I’m a huge fan of buying my cars and bikes used. Every single motorcycle I’ve ever owned has been pre-owned and I truly believe that one’s loss is another’s gain. If you are the type of person who keeps their bikes or cars for decades, buying new might be worth it. But I enjoy switching what I ride fairly often so buying new would not be very cost efficient. There is definitely a negative stigma about buying used motorcycles. Many are afraid they will get stuck with a bike that has endless mechanical issues and while that’s definitely a possibility if you’re not careful, there are also plenty of honest sellers out there who just want to get rid of their bike at a fair price. Being able to identify red flags and knowing what to ask and what to look for can help you land a great deal. Here are a few tips for buying a used motorcycle.
Figure out what you’re looking for and how much you’d like to pay
Classifieds are flooded with motorcycles for sale and unless you know exactly what you are looking for, narrowing down your search is going to be pretty tough. First figure out what make and model of bike you want, what year range and how much you want to pay. Being too picky about the bike specs when buying used is going to make finding the perfect bike a very lengthy process so you might have to compromise. When figuring out how much you want to pay for the model of bike you’ve chosen, consult a few different sources. First, there are of course website like Kelly Blue Book and NADAguides that will show you the bike’s estimated used retail value. This will give you a general idea of how much the bike you want is worth. My favorite source for checking the prices however is eBay. eBay allows you to see closed auctions or sales and how much the bikes actually sold for. Sellers often inflate their asking price but what the bike is listed for is not always what the bike is actually worth.
Where to look
Today’s most widespread source of classifieds is Craigslist. Sometimes to get a good deal on a used motorcycle, you might have to branch out outside of your city or perhaps even outside of your state. Websites like SearchTempest allow you to search Craigslist nationwide. Don’t get lazy, sometimes a great deal is worth a really long drive. Some other sources to check out for used bikes are eBay, bike specific forums, Cycle Trader (although it’s almost completely abandoned by private sellers, you can still find good deals once in a blue moon) and public auctions. Most of the time, buying a used bike from a dealership means that you are going to over pay. Even if you find a used bike at a dealership listed for a fair price, the out-the-door price after all the taxes and fees the dealer adds on will usually put you over the fair market price.

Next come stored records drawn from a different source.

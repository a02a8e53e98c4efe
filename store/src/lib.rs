//! Abstract storage for verification records.
//!
//! Every storage backend (LMDB with file-backed photos, in-memory with
//! inline photo blobs) implements [`VerificationStore`]. The rest of the
//! codebase depends only on the trait.

pub mod artifact;
pub mod error;
pub mod memory;

pub use error::StoreError;
pub use memory::MemoryStore;

use geoproof_types::{PhotoRef, TimestampMillis, TransactionId, VerificationRecord, VerificationStatus};

/// Default number of records returned by [`VerificationStore::read_all`]
/// when the caller does not specify a limit.
pub const DEFAULT_LIST_LIMIT: usize = 100;

/// Maximum allowed list limit.
pub const MAX_LIST_LIMIT: usize = 1000;

/// Resolve an optional caller-supplied limit, clamped to [1, MAX_LIST_LIMIT].
pub fn effective_limit(limit: Option<usize>) -> usize {
    limit.unwrap_or(DEFAULT_LIST_LIMIT).clamp(1, MAX_LIST_LIMIT)
}

/// A validated, fully defaulted submission ready to be persisted.
///
/// Produced by the record builder; the store assigns `id` and `created_at`
/// and decides how the photo bytes are persisted.
#[derive(Clone, Debug)]
pub struct NewVerification {
    pub transaction_id: TransactionId,
    pub latitude: f64,
    pub longitude: f64,
    pub accuracy: Option<f64>,
    /// Raw photo bytes; always non-empty (enforced by validation).
    pub photo_bytes: Vec<u8>,
    /// Sanitized lowercase extension ("jpg", "jpeg", "png").
    pub photo_extension: String,
    pub timestamp: TimestampMillis,
    pub amount: String,
    pub recipient_name: String,
    pub recipient_upi: String,
    pub note: String,
    pub status: VerificationStatus,
}

/// What the store reports back after a successful write.
#[derive(Clone, Debug)]
pub struct StoredVerification {
    /// Store-assigned monotonic row id.
    pub id: u64,
    pub transaction_id: TransactionId,
    /// How the photo was persisted (file-backed stores expose the filename).
    pub photo: PhotoRef,
}

/// Trait for persisting and querying verification records.
///
/// `write` persists the photo artifact and the structured record as one
/// logically atomic unit: a failed write never leaves a record that
/// `read_one` could observe partially. Conflicting writes to the same
/// transaction id are serialized by the backend; unrelated ids are
/// independent.
pub trait VerificationStore: Send + Sync {
    /// Persist a new record. Fails with [`StoreError::Duplicate`] if the
    /// transaction id already exists.
    fn write(&self, new: NewVerification) -> Result<StoredVerification, StoreError>;

    /// Fetch one record by transaction id.
    fn read_one(&self, transaction_id: &TransactionId) -> Result<VerificationRecord, StoreError>;

    /// Fetch up to `limit` records, newest `created_at` first.
    fn read_all(&self, limit: usize) -> Result<Vec<VerificationRecord>, StoreError>;

    /// Set the status of a record. Returns the number of records affected:
    /// 0 if the transaction id is unknown, 1 otherwise. Status is opaque at
    /// this layer.
    fn update_status(&self, transaction_id: &TransactionId, status: &str)
        -> Result<u64, StoreError>;

    /// Fetch the raw photo bytes for a stored artifact name.
    fn read_photo(&self, name: &str) -> Result<Vec<u8>, StoreError>;
}

#[cfg(test)]
mod tests {
    use super::*;

    #[test]
    fn effective_limit_defaults_to_100() {
        assert_eq!(effective_limit(None), 100);
    }

    #[test]
    fn effective_limit_clamps() {
        assert_eq!(effective_limit(Some(0)), 1);
        assert_eq!(effective_limit(Some(5000)), 1000);
        assert_eq!(effective_limit(Some(25)), 25);
    }
}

Questions to ask the seller
These questions should be answered prior to you making the trip to look at the bike. By asking these questions you are not only gathering information about the bike’s history, but you are also looking for any red flags that the seller is not being completely honest. Two things you should definitely never ignore – If it sounds too good to be true, it usually is and if you have a gut feeling there is something off about the deal, you are probably right.
What to look for when checking out the bike
It always helps to bring someone along who knows motorcycles and can help you determine the condition of the used bike. But if you don’t have such a buddy available, here are a few things to look for when checking out a potential bike purchase:
If you are completely new to riding, I would not recommend you test riding someone else’s bike. Firstly, you won’t really know what you are looking for during the test ride. An experienced rider will know what a bike is supposed to feel like and is a lot more likely to notice issues that might arise during shifting, braking, turning, etc. As a new rider you are also vulnerable to making a mistake and dropping someone else’s motorcycle and being responsible for paying for damages on a bike you don’t even own. If you don’t have a buddy or acquaintance who is an experienced rider and can test ride the bike for you, keep reading about taking your bike in for a pre-purchase inspection.
If you are not mechanically inclined, get a pre-purchase inspection from a shop
Most motorcycle shops or dealerships will offer pre-purchase inspections on used motorcycles. It’s fairly inexpensive and will give you a clear idea on what you are getting yourself into. If a bike needs a lot of work and you still decide to go through with the purchase, an official quote from a shop on what it will cost to get the bike fixed can be used as a bargaining tool to get the price of the bike down.
There are a ton of great used bike deals out there. Remember to BE PATIENT as finding a great deal might take some time. Better to wait for just the right bike rather than getting stuck with something that you overpaid for or something that will give you nothing but headaches. Happy bike shopping!